In 2008, he decided he was not pleased with the
results,and he dropped that idea.

Then, he decided that teacher evaluation was broken, and he would use his billions–plus the
billions of Race to the Top–to create a metric that would identify
the best and worst teachers.

He adamantly opposed reducing class size, even though his own children go to a school known for small classes.

His theory was that “bad” teachers identified by his
metric would be fired, while the “best” teachers would get more
money and larger classes. He gave hundreds of millions dollars to
district to develop the measuring stick, but so far there has been
no results.

The federal government, fully on board with the Gates
idea, now has almost every state following agates’ plan. As
Valerie Strauss points out on her blog, Gates
now says
that it will take about a decade to determine whether his latest
hunch actually works.

So far, it has failed to produce a reliable
metric or results anywhere. So far, it has failed wherever it was tried, and billions of dollars have been wasted.

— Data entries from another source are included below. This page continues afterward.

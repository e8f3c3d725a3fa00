//! Core types for the mutable XML document model.

use std::fmt;

/// Namespace URI bound to every `xmlns` / `xmlns:*` declaration attribute.
pub const XMLNS_NAMESPACE: &str = "http://www.w3.org/2000/xmlns/";

/// Namespace URI implicitly bound to the `xml` prefix.
pub const XML_NAMESPACE: &str = "http://www.w3.org/XML/1998/namespace";

/// Handle of a node inside one [`Document`](crate::Document) arena.
///
/// A `NodeId` is only meaningful for the document that created it. Moving a
/// node between documents always goes through
/// [`Document::import_node`](crate::Document::import_node).
#[derive(Debug, Clone, Copy, PartialEq, Eq, Hash, PartialOrd, Ord)]
pub struct NodeId(pub(crate) usize);

impl NodeId {
    /// Raw arena index, useful for diagnostics.
    pub fn index(self) -> usize {
        self.0
    }
}

/// Qualified name: namespace URI plus local name.
///
/// The prefix is deliberately not part of the name, two elements written as
/// `a:item` and `b:item` are the same `QName` when both prefixes resolve to
/// the same URI.
#[derive(Debug, Clone, PartialEq, Eq, Hash, PartialOrd, Ord)]
pub struct QName {
    /// Namespace URI, `None` for names in no namespace.
    pub namespace: Option<String>,

    /// Local part of the name.
    pub local_name: String,
}

impl QName {
    /// Create a new qualified name.
    pub fn new(namespace: Option<&str>, local_name: impl Into<String>) -> Self {
        Self {
            namespace: namespace.map(str::to_string),
            local_name: local_name.into(),
        }
    }
}

impl fmt::Display for QName {
    fn fmt(&self, f: &mut fmt::Formatter<'_>) -> fmt::Result {
        match &self.namespace {
            Some(namespace) => write!(f, "{{{}}}{}", namespace, self.local_name),
            None => f.write_str(&self.local_name),
        }
    }
}

/// An attribute of an element.
///
/// Namespace declarations are kept as ordinary attributes in the
/// [`XMLNS_NAMESPACE`] so that callers can inspect and strip them like any
/// other attribute.
#[derive(Debug, Clone, PartialEq, Eq)]
pub struct Attribute {
    /// Prefix as written in the source, if any.
    pub prefix: Option<String>,

    /// Local name of the attribute.
    pub local_name: String,

    /// Resolved namespace URI, `None` for unprefixed attributes.
    pub namespace: Option<String>,

    /// Attribute value (entities already unescaped).
    pub value: String,
}

impl Attribute {
    /// Create an attribute in no namespace.
    pub fn new(local_name: impl Into<String>, value: impl Into<String>) -> Self {
        Self {
            prefix: None,
            local_name: local_name.into(),
            namespace: None,
            value: value.into(),
        }
    }

    /// Create a namespaced attribute written as `prefix:local_name`.
    pub fn namespaced(
        prefix: impl Into<String>,
        local_name: impl Into<String>,
        namespace: impl Into<String>,
        value: impl Into<String>,
    ) -> Self {
        Self {
            prefix: Some(prefix.into()),
            local_name: local_name.into(),
            namespace: Some(namespace.into()),
            value: value.into(),
        }
    }

    /// Create a namespace declaration. `None` declares the default namespace.
    pub fn namespace_declaration(prefix: Option<&str>, uri: impl Into<String>) -> Self {
        match prefix {
            Some(prefix) => Self::namespaced("xmlns", prefix, XMLNS_NAMESPACE, uri),
            None => Self {
                prefix: None,
                local_name: "xmlns".to_string(),
                namespace: Some(XMLNS_NAMESPACE.to_string()),
                value: uri.into(),
            },
        }
    }

    /// The name as written, e.g. `merge:id` or `name`.
    pub fn qualified_name(&self) -> String {
        match &self.prefix {
            Some(prefix) => format!("{}:{}", prefix, self.local_name),
            None => self.local_name.clone(),
        }
    }

    /// Namespace URI plus local name.
    pub fn qname(&self) -> QName {
        QName::new(self.namespace.as_deref(), self.local_name.clone())
    }

    /// Whether this attribute is an `xmlns` or `xmlns:*` declaration.
    pub fn is_namespace_declaration(&self) -> bool {
        self.namespace.as_deref() == Some(XMLNS_NAMESPACE)
    }

    /// The prefix declared by this attribute.
    ///
    /// Returns `None` when the attribute is not a namespace declaration,
    /// `Some(None)` for a default namespace declaration and `Some(Some(p))`
    /// for `xmlns:p`.
    pub fn declared_prefix(&self) -> Option<Option<&str>> {
        if !self.is_namespace_declaration() {
            return None;
        }
        match self.prefix.as_deref() {
            Some(_) => Some(Some(self.local_name.as_str())),
            None => Some(None),
        }
    }

    /// Whether this attribute matches the given namespace and local name.
    pub fn has_name(&self, namespace: Option<&str>, local_name: &str) -> bool {
        self.namespace.as_deref() == namespace && self.local_name == local_name
    }
}

/// Data of an element node.
#[derive(Debug, Clone, PartialEq, Eq)]
pub struct Element {
    /// Prefix as written in the source, if any.
    pub prefix: Option<String>,

    /// Local name of the element.
    pub local_name: String,

    /// Resolved namespace URI.
    pub namespace: Option<String>,

    /// Attributes in document order, unique by qualified name.
    pub attributes: Vec<Attribute>,
}

impl Element {
    /// Create an element without attributes.
    pub fn new(prefix: Option<&str>, local_name: impl Into<String>, namespace: Option<&str>) -> Self {
        Self {
            prefix: prefix.map(str::to_string),
            local_name: local_name.into(),
            namespace: namespace.map(str::to_string),
            attributes: Vec::new(),
        }
    }

    /// The tag name as written, e.g. `csl:text`.
    pub fn tag_name(&self) -> String {
        match &self.prefix {
            Some(prefix) => format!("{}:{}", prefix, self.local_name),
            None => self.local_name.clone(),
        }
    }

    /// Namespace URI plus local name.
    pub fn qname(&self) -> QName {
        QName::new(self.namespace.as_deref(), self.local_name.clone())
    }

    /// Find an attribute by namespace URI and local name.
    pub fn attribute(&self, namespace: Option<&str>, local_name: &str) -> Option<&Attribute> {
        self.attributes
            .iter()
            .find(|a| a.has_name(namespace, local_name))
    }

    /// Value of a no-namespace attribute.
    pub fn attribute_value(&self, local_name: &str) -> Option<&str> {
        self.attribute(None, local_name).map(|a| a.value.as_str())
    }

    /// Find an attribute by the name it is written with (`prefix:local` or `local`).
    pub fn attribute_by_qualified_name(&self, qualified_name: &str) -> Option<&Attribute> {
        self.attributes
            .iter()
            .find(|a| a.qualified_name() == qualified_name)
    }

    /// Whether a no-namespace attribute with this name exists.
    pub fn has_attribute(&self, local_name: &str) -> bool {
        self.attribute(None, local_name).is_some()
    }

    /// The namespace declarations made on this element.
    pub fn namespace_declarations(&self) -> impl Iterator<Item = (Option<&str>, &str)> {
        self.attributes
            .iter()
            .filter_map(|a| a.declared_prefix().map(|p| (p, a.value.as_str())))
    }
}

/// The kind and payload of a node.
#[derive(Debug, Clone, PartialEq, Eq)]
pub enum NodeKind {
    /// The synthetic document node owning the document element.
    Document,

    /// An element.
    Element(Element),

    /// Character data (entities already unescaped).
    Text(String),

    /// A CDATA section.
    CData(String),

    /// A comment.
    Comment(String),

    /// A processing instruction, target and content kept verbatim.
    ProcessingInstruction(String),
}

impl NodeKind {
    /// Whether this is a text or CDATA node.
    pub fn is_textual(&self) -> bool {
        matches!(self, NodeKind::Text(_) | NodeKind::CData(_))
    }
}

/// The `<?xml ...?>` declaration of a document.
#[derive(Debug, Clone, PartialEq, Eq)]
pub struct XmlDeclaration {
    pub version: String,
    pub encoding: Option<String>,
    pub standalone: Option<String>,
}

impl Default for XmlDeclaration {
    fn default() -> Self {
        Self {
            version: "1.0".to_string(),
            encoding: Some("UTF-8".to_string()),
            standalone: None,
        }
    }
}
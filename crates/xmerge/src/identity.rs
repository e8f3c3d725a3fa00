//! Identity rules and the structural queries they expand to.

use std::fmt;

use crate::node::MergeNode;

/// How a template element finds its counterpart in the target.
#[derive(Debug, Clone, PartialEq, Eq, Hash)]
pub enum IdentityRule {
    /// `@attr`: same tag with an equal attribute value.
    Attribute(String),

    /// `name()`: same namespace and local name.
    Name,

    /// `text()`: same tag with an equal text child.
    Text,

    /// Any other string, used verbatim as a relative query.
    Query(String),
}

impl IdentityRule {
    /// Parse a rule as written in a `merge:id` attribute.
    ///
    /// Returns `None` for an empty or blank rule.
    pub fn parse(rule: &str) -> Option<Self> {
        let rule = rule.trim();
        if rule.is_empty() {
            return None;
        }
        Some(match rule {
            "name()" => IdentityRule::Name,
            "text()" => IdentityRule::Text,
            _ => match rule.strip_prefix('@') {
                Some(name) if is_attribute_name(name) => IdentityRule::Attribute(name.to_string()),
                _ => IdentityRule::Query(rule.to_string()),
            },
        })
    }

    /// The query locating the counterpart of `node` below a target element.
    pub fn build_query(&self, node: &MergeNode<'_>) -> String {
        let tag = node.tag_name();
        match self {
            IdentityRule::Attribute(name) => {
                let value = node
                    .element()
                    .attribute_by_qualified_name(name)
                    .map(|a| a.value.as_str())
                    .unwrap_or_default();
                format!("{}[@{}={}]", tag, name, xpath_literal(value))
            }
            IdentityRule::Name => {
                let element = node.element();
                let mut query = format!(
                    "{}[local-name()={}",
                    tag,
                    xpath_literal(&element.local_name)
                );
                if let Some(namespace) = element.namespace.as_deref().filter(|ns| !ns.is_empty()) {
                    query.push_str(" and namespace-uri()=");
                    query.push_str(&xpath_literal(namespace));
                }
                query.push(']');
                query
            }
            IdentityRule::Text => {
                format!("{}[text()={}]", tag, xpath_literal(&node.text_content()))
            }
            IdentityRule::Query(query) => query.clone(),
        }
    }
}

impl fmt::Display for IdentityRule {
    fn fmt(&self, f: &mut fmt::Formatter<'_>) -> fmt::Result {
        match self {
            IdentityRule::Attribute(name) => write!(f, "@{}", name),
            IdentityRule::Name => f.write_str("name()"),
            IdentityRule::Text => f.write_str("text()"),
            IdentityRule::Query(query) => f.write_str(query),
        }
    }
}

/// `name` or `prefix:name` with XML name characters only.
fn is_attribute_name(name: &str) -> bool {
    let is_ncname = |part: &str| {
        let mut chars = part.chars();
        chars
            .next()
            .is_some_and(|c| c.is_alphabetic() || c == '_')
            && chars.all(|c| c.is_alphanumeric() || matches!(c, '_' | '-' | '.'))
    };
    match name.split_once(':') {
        Some((prefix, local)) => is_ncname(prefix) && is_ncname(local),
        None => is_ncname(name),
    }
}

/// Quote `value` as an XPath 1.0 string literal.
///
/// XPath 1.0 has no escape syntax, so a value containing both quote
/// characters is assembled with `concat`.
pub fn xpath_literal(value: &str) -> String {
    if !value.contains('\'') {
        format!("'{}'", value)
    } else if !value.contains('"') {
        format!("\"{}\"", value)
    } else {
        let parts: Vec<String> = value.split('\'').map(|p| format!("'{}'", p)).collect();
        format!("concat({})", parts.join(", \"'\", "))
    }
}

In the meanwhile, real teachers are being fired and losing their livelihood based on Gates’ latest big
idea. Strauss writes: “Hmmm. Teachers around the country are
saddled every single year with teacher evaluation systems that his
foundation has funded, based on no record of success and highly
questionable “research.”

And now Gates says he won’t know if the
reforms he is funding will work for another decade. But teachers
can lose their jobs right now because of reforms he is funding.

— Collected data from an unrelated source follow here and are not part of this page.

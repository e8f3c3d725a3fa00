//! Settings file and environment overrides.
//!
//! ```toml
//! fail-on-ambiguous-merge = true
//! legacy-support = false
//! indent = 4
//!
//! [variables]
//! IDE_HOME = "/projects/demo"
//! ```

use std::path::{Path, PathBuf};

use indexmap::IndexMap;
use serde::{Deserialize, Serialize};
use xmerge::{AmbiguityPolicy, MERGE_NAMESPACE, MergeOptions, MergeVocabulary};

use crate::variables::Variables;

/// Environment variable enabling the fail-fast ambiguity policy.
pub const FAIL_ON_AMBIGUOUS_MERGE_ENV: &str = "XMERGE_FAIL_ON_AMBIGUOUS_MERGE";

/// Environment variable enabling legacy template handling.
pub const LEGACY_SUPPORT_ENV: &str = "XMERGE_LEGACY_SUPPORT";

#[derive(Debug, thiserror::Error)]
pub enum SettingsError {
    #[error("Failed to read settings file {path}: {source}")]
    Read {
        path: PathBuf,
        #[source]
        source: std::io::Error,
    },

    #[error("Failed to parse settings file {origin}: {source}")]
    Parse {
        origin: String,
        #[source]
        source: toml::de::Error,
    },

    #[error("Invalid value '{value}' for {name}, expected true or false")]
    InvalidFlag { name: String, value: String },
}

#[derive(Debug, Clone, PartialEq, Eq, Serialize, Deserialize)]
#[serde(default, rename_all = "kebab-case")]
pub struct Settings {
    /// Abort a file merge when an identity query matches several elements.
    pub fail_on_ambiguous_merge: bool,

    /// Treat templates without the merge namespace as legacy templates.
    pub legacy_support: bool,

    pub merge_namespace: String,

    /// Spaces per level in written XML files.
    pub indent: usize,

    #[serde(skip_serializing_if = "IndexMap::is_empty")]
    pub variables: IndexMap<String, String>,
}

impl Default for Settings {
    fn default() -> Self {
        Self {
            fail_on_ambiguous_merge: false,
            legacy_support: false,
            merge_namespace: MERGE_NAMESPACE.to_string(),
            indent: 2,
            variables: IndexMap::new(),
        }
    }
}

impl Settings {
    pub fn from_toml(content: &str, origin: &str) -> Result<Self, SettingsError> {
        toml::from_str(content).map_err(|source| SettingsError::Parse {
            origin: origin.to_string(),
            source,
        })
    }

    pub fn load(path: &Path) -> Result<Self, SettingsError> {
        let content = std::fs::read_to_string(path).map_err(|source| SettingsError::Read {
            path: path.to_path_buf(),
            source,
        })?;
        Self::from_toml(&content, &path.display().to_string())
    }

    /// Apply overrides from the process environment.
    pub fn apply_env(&mut self) -> Result<(), SettingsError> {
        self.apply_overrides(|name| std::env::var(name).ok())
    }

    /// Apply overrides from `lookup`, which maps an environment variable
    /// name to its value.
    pub fn apply_overrides(
        &mut self,
        lookup: impl Fn(&str) -> Option<String>,
    ) -> Result<(), SettingsError> {
        if let Some(value) = lookup(FAIL_ON_AMBIGUOUS_MERGE_ENV) {
            self.fail_on_ambiguous_merge = parse_flag(FAIL_ON_AMBIGUOUS_MERGE_ENV, &value)?;
        }
        if let Some(value) = lookup(LEGACY_SUPPORT_ENV) {
            self.legacy_support = parse_flag(LEGACY_SUPPORT_ENV, &value)?;
        }
        Ok(())
    }

    pub fn variables(&self) -> Variables {
        self.variables.iter().collect()
    }

    pub fn merge_options(&self) -> MergeOptions {
        MergeOptions::default()
            .with_ambiguity(AmbiguityPolicy::from_fail_fast(self.fail_on_ambiguous_merge))
            .with_vocabulary(MergeVocabulary::new(self.merge_namespace.clone()))
    }
}

fn parse_flag(name: &str, value: &str) -> Result<bool, SettingsError> {
    match value.trim().to_ascii_lowercase().as_str() {
        "true" | "1" | "yes" => Ok(true),
        "false" | "0" | "no" | "" => Ok(false),
        _ => Err(SettingsError::InvalidFlag {
            name: name.to_string(),
            value: value.to_string(),
        }),
    }
}
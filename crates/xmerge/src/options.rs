//! Run-wide merge configuration.

use crate::strategy::MergeStrategy;

/// The reserved namespace carrying merge-control attributes.
pub const MERGE_NAMESPACE: &str = "https://github.com/devonfw/IDEasy/merge";

/// Names of the merge-control attributes and their namespace.
#[derive(Debug, Clone, PartialEq, Eq)]
pub struct MergeVocabulary {
    /// Namespace URI of the control attributes.
    pub namespace: String,

    /// Local name of the identity rule attribute.
    pub id_attribute: String,

    /// Local name of the strategy attribute.
    pub strategy_attribute: String,
}

impl MergeVocabulary {
    /// The standard attribute names in a custom namespace.
    pub fn new(namespace: impl Into<String>) -> Self {
        Self {
            namespace: namespace.into(),
            ..Self::default()
        }
    }
}

impl Default for MergeVocabulary {
    fn default() -> Self {
        Self {
            namespace: MERGE_NAMESPACE.to_string(),
            id_attribute: "id".to_string(),
            strategy_attribute: "strategy".to_string(),
        }
    }
}

/// What to do when an identity query matches more than one target element.
#[derive(Debug, Clone, Copy, PartialEq, Eq, Default)]
pub enum AmbiguityPolicy {
    /// Abort with [`MergeError::AmbiguousMatch`](crate::MergeError::AmbiguousMatch).
    Fail,

    /// Record a warning and merge into the first match in document order.
    #[default]
    WarnFirst,
}

impl AmbiguityPolicy {
    pub fn from_fail_fast(fail_fast: bool) -> Self {
        if fail_fast {
            AmbiguityPolicy::Fail
        } else {
            AmbiguityPolicy::WarnFirst
        }
    }
}

/// Options for one merge run.
#[derive(Debug, Clone, PartialEq, Eq, Default)]
pub struct MergeOptions {
    pub vocabulary: MergeVocabulary,
    pub ambiguity: AmbiguityPolicy,

    /// Strategy for elements that declare none.
    pub default_strategy: MergeStrategy,
}

impl MergeOptions {
    pub fn with_ambiguity(mut self, ambiguity: AmbiguityPolicy) -> Self {
        self.ambiguity = ambiguity;
        self
    }

    pub fn with_vocabulary(mut self, vocabulary: MergeVocabulary) -> Self {
        self.vocabulary = vocabulary;
        self
    }
}
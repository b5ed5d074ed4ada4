use dotenvy::dotenv;
use log::{error, info};
use payment_relay_server::{cli::handle_command_line_args, config::ServerConfig, server::run_server};

#[actix_web::main]
async fn main() {
    dotenv().ok();
    env_logger::init();
    if handle_command_line_args() {
        return;
    }
    let config = ServerConfig::from_env_or_default();

    info!("🚀️ Starting payment relay on {}:{}", config.host, config.port);
    match run_server(config).await {
        Ok(_) => println!("Bye!"),
        Err(e) => {
            error!("🚀️ {e}");
            eprintln!("{e}");
            std::process::exit(1);
        },
    }
}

In the past he sounded pretty sure of what he was doing. In this 2011 oped
in The Washington Post (cited in Valerie’s post), he wrote: “What should policymakers do? One
approach is to get more students in front of top teachers by
identifying the top 25 percent of teachers and asking them to take
on four or five more students.” The problem with Gates is that he
tries out his ideas as if he were playing with toy soldiers.

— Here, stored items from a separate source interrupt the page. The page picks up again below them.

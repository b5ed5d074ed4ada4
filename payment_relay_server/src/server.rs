use std::{path::Path, sync::Arc, time::Duration};

use actix_web::{dev::Server, http::KeepAlive, middleware::Logger, web, App, HttpServer};
use log::*;
use payment_relay_engine::{
    start_health_checker,
    HealthRegistry,
    MemoryLedger,
    MemoryQueue,
    PaymentRelayApi,
    Processors,
    SqliteDatabase,
    TaskQueue,
    TransactionLedger,
    WorkerContext,
    WorkerPool,
};
use processor_client::ProcessorApi;
use tokio_util::sync::CancellationToken;

use crate::{
    config::{ServerConfig, StorageBackend},
    errors::ServerError,
    routes::{health, json_config, query_config, PaymentsRoute, PaymentsSummaryRoute},
};

/// Builds the relay from `config` and serves until the HTTP server stops. Workers are then stopped, and any payment
/// they were holding is returned to the queue.
pub async fn run_server(config: ServerConfig) -> Result<(), ServerError> {
    let processors = create_processors(&config)?;
    match config.storage {
        StorageBackend::Sqlite => {
            ensure_database_dir(&config.database_url)?;
            let db = SqliteDatabase::new_with_url(&config.database_url, config.db_max_connections)
                .await
                .map_err(|e| ServerError::InitializeError(e.to_string()))?;
            info!("🗃️ Using the SQLite database at {}", config.database_url);
            let db = Arc::new(db);
            run_relay(config, processors, Arc::clone(&db), db).await
        },
        StorageBackend::Memory => {
            warn!("🗃️ Using in-memory storage. Queued payments and totals will be lost when the relay stops.");
            run_relay(config, processors, Arc::new(MemoryLedger::new()), Arc::new(MemoryQueue::new())).await
        },
    }
}

/// SQLite creates the database file on demand, but not the directory it lives in.
fn ensure_database_dir(url: &str) -> Result<(), ServerError> {
    let path = url.trim_start_matches("sqlite://").trim_start_matches("sqlite:");
    let path = path.split('?').next().unwrap_or_default();
    match Path::new(path).parent() {
        Some(dir) if !dir.as_os_str().is_empty() && !path.starts_with(":memory:") => {
            std::fs::create_dir_all(dir).map_err(|e| {
                ServerError::InitializeError(format!("Could not create the database directory {}. {e}", dir.display()))
            })
        },
        _ => Ok(()),
    }
}

pub fn create_processors(config: &ServerConfig) -> Result<Processors<ProcessorApi>, ServerError> {
    let (default, fallback) = config.processor_configs()?;
    let default = ProcessorApi::new(default).map_err(|e| ServerError::ConfigurationError(e.to_string()))?;
    let fallback = ProcessorApi::new(fallback).map_err(|e| ServerError::ConfigurationError(e.to_string()))?;
    info!(
        "🚀️ Forwarding payments to {} (default) and {} (fallback)",
        default.config().base_url,
        fallback.config().base_url
    );
    Ok(Processors::new(default, fallback))
}

async fn run_relay<L, Q>(
    config: ServerConfig,
    processors: Processors<ProcessorApi>,
    ledger: Arc<L>,
    queue: Arc<Q>,
) -> Result<(), ServerError>
where
    L: TransactionLedger,
    Q: TaskQueue,
{
    let processors = Arc::new(processors);
    let registry = Arc::new(HealthRegistry::new(config.health_failing_ttl));
    let cancel = CancellationToken::new();
    let checker = config.health_checks.then(|| {
        start_health_checker(
            Arc::clone(&processors),
            Arc::clone(&registry),
            config.health_check_interval,
            cancel.child_token(),
        )
    });
    let context = WorkerContext::new(processors, registry, config.decision, Arc::clone(&queue), Arc::clone(&ledger));
    let pool = WorkerPool::start(config.workers, context)
        .await
        .map_err(|e| ServerError::InitializeError(format!("Could not start the payment workers. {e}")))?;

    let api = PaymentRelayApi::new(ledger, queue);
    let result = match create_server_instance(&config, api) {
        Ok(srv) => srv.await.map_err(|e| ServerError::Unspecified(e.to_string())),
        Err(e) => Err(e),
    };

    info!("🚀️ Shutting down the payment relay");
    cancel.cancel();
    if let Some(checker) = checker {
        if let Err(e) = checker.await {
            warn!("🩺️ The health checker did not stop cleanly. {e}");
        }
    }
    match pool.shutdown().await {
        Ok(0) => info!("🚀️ All payments were handed off before shutdown"),
        Ok(n) => info!("🚀️ {n} payments are still queued and will be delivered on the next start"),
        Err(e) => error!("🚀️ Could not return unfinished payments to the queue. {e}"),
    }
    result
}

pub fn create_server_instance<L, Q>(config: &ServerConfig, api: PaymentRelayApi<L, Q>) -> Result<Server, ServerError>
where
    L: TransactionLedger,
    Q: TaskQueue,
{
    let srv = HttpServer::new(move || {
        App::new()
            .wrap(Logger::new("%t (%D ms) %s %a %{Host}i %U").log_target("relay::access_log"))
            .app_data(web::Data::new(api.clone()))
            .app_data(json_config())
            .app_data(query_config())
            .service(health)
            .service(PaymentsRoute::<L, Q>::new())
            .service(PaymentsSummaryRoute::<L, Q>::new())
    })
    .keep_alive(KeepAlive::Timeout(Duration::from_secs(600)))
    .bind((config.host.as_str(), config.port))?
    .run();
    Ok(srv)
}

Doesn’t anyone around him have the chutzpah to tell him that his
untested hunches don’t work and are ruining the lives of decent
people? Will anyone in his foundation be held accountable for his
latest foray into redesigning the nation’s public schools? I have
some really good ideas for him in my latest book. They have solid
research behind them. They work. They help people instead of
ruining the lives of others. They do no harm. I wish he would read
it. He could leave a lasting legacy of success rather than a long string of costly failures that harmed people who were doing good work.